Furthermore, according to the article, that “advantage”, if effectively marketed, could supposedly attract more tourists to the Philippines.
It remains to be seen if this claim is actually an advantage in the first place.
So what if it supposedly takes only 25 minutes? And where exactly did they get the figure of 25 minutes from? Did they conduct a time study of that airport process, or did they just throw a random figure in minutes and hoped people would be awed?
One can cast doubt on this “advantage” being claimed by the DOT in one simple phrase: Quantity does not necessarily mean quality.
Sure, you can have passengers out in 25 minutes, but that time period can seem such an eternity if going through an aging, derelict, and poorly maintained excuse for a building that the Philippine government and the Manila International Airport Authority (MIAA) call an airport. If you have substandard bathrooms, unfriendly and corrupt staff, insufficient seating, and rampant bribery scams going on, the 25 minutes can be the worst period in the traveler’s journey. What are the MIAA, the NAIA officials, and the DOT doing to address these real and tangible concerns? By the way, these are the complaints that commentators on the website “The Guide to Sleeping in Airports” actually mentioned.
Obviously, delays and queues are bound to happen in many places in the arrival process. From taxiing of the aircraft to the queues of getting through immigration and customs, and especially waiting for one’s baggage to arrive, these are all possible delay spots. What is more important than forcing the entire process to stick to a particular time is to make sure that the each step in the process flows smoothly and comfortably for the arriving passengers in the first place. The improvement in processing times will come naturally once the process is smoothed out.

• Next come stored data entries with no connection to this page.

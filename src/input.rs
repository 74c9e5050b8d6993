// 该文件是 Kanjian （看见） 项目的一部分。
// src/input.rs - 图像输入
//
// 本文件根据 Apache 许可证第 2.0 版（以下简称“许可证”）授权使用；
// 除非遵守该许可证条款，否则您不得使用本文件。
// 您可通过以下网址获取许可证副本：
// http://www.apache.org/licenses/LICENSE-2.0
// 除非适用法律要求或书面同意，根据本许可协议分发的软件均按“原样”提供，
// 不附带任何形式的明示或暗示的保证或条件。
// 有关许可权限与限制的具体条款，请参阅本许可协议。
//
// Copyright (C) 2026 Johann Li <me@qinka.pro>, Wareless Group

use thiserror::Error;

use crate::{ErrorKind, FromUrl, bitmap::DecodedImage};

#[cfg(feature = "read_bitmap_file")]
mod read_bitmap_file;
#[cfg(feature = "read_bitmap_file")]
pub use self::read_bitmap_file::{BitmapFileInput, BitmapFileInputError, BitmapFileInputIter};

#[derive(Error, Debug)]
pub enum InputError {
  #[cfg(feature = "read_bitmap_file")]
  #[error("位图文件输入错误: {0}")]
  BitmapFileInputError(#[from] BitmapFileInputError),
  #[error("URI 方案不匹配")]
  SchemeMismatch,
}

impl InputError {
  pub fn kind(&self) -> ErrorKind {
    match self {
      #[cfg(feature = "read_bitmap_file")]
      InputError::BitmapFileInputError(e) => e.kind(),
      InputError::SchemeMismatch => ErrorKind::Io,
    }
  }
}

pub enum InputWrapper {
  #[cfg(feature = "read_bitmap_file")]
  ReadBitmapFile(BitmapFileInput),
}

impl FromUrl for InputWrapper {
  type Error = InputError;

  fn from_url(url: &url::Url) -> Result<Self, Self::Error> {
    #[cfg(feature = "read_bitmap_file")]
    {
      use crate::FromUrlWithScheme;

      if url.scheme() == BitmapFileInput::SCHEME {
        let input = BitmapFileInput::from_url(url)?;
        return Ok(InputWrapper::ReadBitmapFile(input));
      }
    }
    let _ = url;
    Err(InputError::SchemeMismatch)
  }
}

impl IntoIterator for InputWrapper {
  type Item = DecodedImage;
  type IntoIter = InputWrapperIter;

  fn into_iter(self) -> Self::IntoIter {
    match self {
      #[cfg(feature = "read_bitmap_file")]
      InputWrapper::ReadBitmapFile(input) => InputWrapperIter::ReadBitmapFile(input.into_iter()),
    }
  }
}

pub enum InputWrapperIter {
  #[cfg(feature = "read_bitmap_file")]
  ReadBitmapFile(BitmapFileInputIter),
}

impl Iterator for InputWrapperIter {
  type Item = DecodedImage;

  fn next(&mut self) -> Option<Self::Item> {
    match self {
      #[cfg(feature = "read_bitmap_file")]
      InputWrapperIter::ReadBitmapFile(input) => input.next(),
    }
  }
}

As a side note, the article also mentions that MIAA officials have yet to separate arrival figures of tourists from returning overseas Filipinos. So why exactly are they doing that? It doesn’t matter to me whether the arrival is a foreign tourist or a returning overseas Filipino; the arrival process should be made smoother and better for all.
It doesn’t take Assistant Secretary Bengzon 25 minutes to completely miss the point, does it?
Perhaps, as Bengzon claimed, this is a little-known “advantage”, but that may be so simply because it is not even an advantage at all. If Bengzon and other like-minded officials think they can sweep all the dirt of the NAIA under the rug by claiming a fast “passing-through time” then they better think again. The commentators on that very same article seem to think so, too.
Why did I emphasize that quantity and quality are not the same? Let’s use, as an example, one of the best airports in the world, Singapore’s Changi Airport, one which I’ve been to a few times. It is a marvel in design, and the passenger going through this airport has multitudes of options to go through while waiting for their ride into the city. They have comfortable seats, lounges, and the airport terminal is generally clean and bright, maaliwalas, as we would say in the Filipino language. If one wants to talk about the airport process, which Bengzon mentioned, what matters more than a time standard is the smoothness of the flow of the process, and Changi Airport’s design is a great example of it.
I’ve limited the discussion here to the process of going through the airport. Getting a taxi, if you don’t have a car, and getting around the city are entirely separate experiences. They could be horror stories, depending if the taxi operator tries to scam you for an exorbitant fixed rate, or if he purposefully takes the longer route because you don’t know any better, or if your living accommodations are a dump, etc. Manila was a dump, so wrote a blogger back in 2011. Unfortunately, it still is.
The DOT shoots itself in the foot again. The inanity and stupidity of the Department of Tourism – more fun in the Philippines, indeed.